- Józef Tuliszkowski nie robił tego sam, ale poprzez uczenie innych, jak to robić przyczynił się do powstania blisko 600 oddziałów straży pożarnych - mówi rozmówca Justyny Majchrzak. - To nie było proste - zaborca rosyjski bał się, jak ognia, zakładania straży pożarnych przez Polaków - założą mundury, zaczną myśleć w sposób odpowiedzialny, stworzą oddziały i wezmą broń do ręki - te obawy wcale nie były bezpodstawne. Choćby umundurowanie służb strażackich niczym się nie różniło od wojskowego - dodaje.

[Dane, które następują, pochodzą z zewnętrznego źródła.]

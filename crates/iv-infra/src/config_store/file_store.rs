use std::path::{Path, PathBuf};

use anyhow::{Context, Result};
use async_trait::async_trait;
use iv_core::ports::{ConfigStoreError, ConfigStorePort};
use tokio::fs;
use tokio::sync::Mutex;

use super::document::StoreDocument;

/// Config store persisted as one JSON document.
///
/// Every operation re-reads the file, and every write replaces it atomically
/// while holding the store lock, so a single-key write never loses another
/// key written through the same store.
pub struct FileConfigStore {
    path: PathBuf,
    lock: Mutex<()>,
}

impl FileConfigStore {
    /// Creates a store backed by the given file; the file is created on first write.
    pub fn new(path: impl Into<PathBuf>) -> Self {
        Self {
            path: path.into(),
            lock: Mutex::new(()),
        }
    }

    fn dir(&self) -> Option<&Path> {
        self.path.parent()
    }

    async fn ensure_parent_dir(&self) -> Result<()> {
        if let Some(dir) = self.dir() {
            fs::create_dir_all(dir)
                .await
                .with_context(|| format!("create config store dir failed: {}", dir.display()))?;
        }
        Ok(())
    }

    /// Reads the document; a missing file is an empty store.
    async fn read_document(&self) -> Result<StoreDocument> {
        let content = match fs::read_to_string(&self.path).await {
            Ok(s) => s,
            Err(e) if e.kind() == std::io::ErrorKind::NotFound => {
                return Ok(StoreDocument::default());
            }
            Err(e) => {
                return Err(e)
                    .with_context(|| format!("read config store failed: {}", self.path.display()))
            }
        };

        if content.trim().is_empty() {
            return Ok(StoreDocument::default());
        }

        serde_json::from_str(&content)
            .with_context(|| format!("parse config store failed: {}", self.path.display()))
    }

    /// Writes to a sibling temp file and renames it over the target.
    async fn atomic_write(&self, document: &StoreDocument) -> Result<()> {
        self.ensure_parent_dir().await?;

        let content =
            serde_json::to_string_pretty(document).context("serialize config store failed")?;

        let tmp_path = self.path.with_extension("json.tmp");
        fs::write(&tmp_path, content)
            .await
            .with_context(|| format!("write temp config store failed: {}", tmp_path.display()))?;

        fs::rename(&tmp_path, &self.path).await.with_context(|| {
            format!(
                "rename temp config store to target failed: {} -> {}",
                tmp_path.display(),
                self.path.display()
            )
        })?;

        Ok(())
    }

    async fn read<T>(&self, f: impl FnOnce(&StoreDocument) -> T) -> Result<T, ConfigStoreError> {
        let _guard = self.lock.lock().await;
        let document = self
            .read_document()
            .await
            .map_err(|e| ConfigStoreError::Read(format!("{e:#}")))?;
        Ok(f(&document))
    }

    /// Applies `f` and writes the document back when it reports a change.
    async fn modify(&self, f: impl FnOnce(&mut StoreDocument) -> bool) -> Result<(), ConfigStoreError> {
        let _guard = self.lock.lock().await;
        let mut document = self
            .read_document()
            .await
            .map_err(|e| ConfigStoreError::Read(format!("{e:#}")))?;

        if !f(&mut document) {
            return Ok(());
        }

        self.atomic_write(&document).await.map_err(|e| {
            tracing::error!(path = %self.path.display(), error = %e, "config store write failed");
            ConfigStoreError::Write(format!("{e:#}"))
        })
    }
}

#[async_trait]
impl ConfigStorePort for FileConfigStore {
    async fn get_app_value(&self, key: &str) -> Result<Option<String>, ConfigStoreError> {
        self.read(|doc| doc.app.get(key).cloned()).await
    }

    async fn set_app_value(&self, key: &str, value: &str) -> Result<(), ConfigStoreError> {
        self.modify(|doc| {
            doc.app.insert(key.to_string(), value.to_string());
            true
        })
        .await
    }

    async fn delete_app_value(&self, key: &str) -> Result<(), ConfigStoreError> {
        self.modify(|doc| doc.app.remove(key).is_some()).await
    }

    async fn get_user_value(
        &self,
        user_id: &str,
        key: &str,
    ) -> Result<Option<String>, ConfigStoreError> {
        self.read(|doc| doc.user_value(user_id, key)).await
    }

    async fn set_user_value(
        &self,
        user_id: &str,
        key: &str,
        value: &str,
    ) -> Result<(), ConfigStoreError> {
        self.modify(|doc| {
            doc.set_user_value(user_id, key, value);
            true
        })
        .await
    }

    async fn delete_user_value(&self, user_id: &str, key: &str) -> Result<(), ConfigStoreError> {
        self.modify(|doc| doc.delete_user_value(user_id, key)).await
    }

    async fn users_with_value(&self, key: &str) -> Result<Vec<String>, ConfigStoreError> {
        self.read(|doc| doc.users_with_value(key)).await
    }
}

Tuliszkowski oddziały strażackie wyposażył w sprzęt własnego pomysłu. - Jednym z jego powszechnie używanych wynalazków jest tzw. podpinka do węża - mówi Czwórkowy ekspert. - To kawałek linki z jednej strony zakończonej pętlą, a z drugiej hakiem - niezbędne narzędzie strażaka, który będąc na wysokości mógł owinąć ciężki wąż - dodaje.
Czy to jedyny wynalazek Józefa Tuliszkowskiego? Czy strażacy jeszcze dziś używają podpinki? O tym w Czwórkowej rozmowie.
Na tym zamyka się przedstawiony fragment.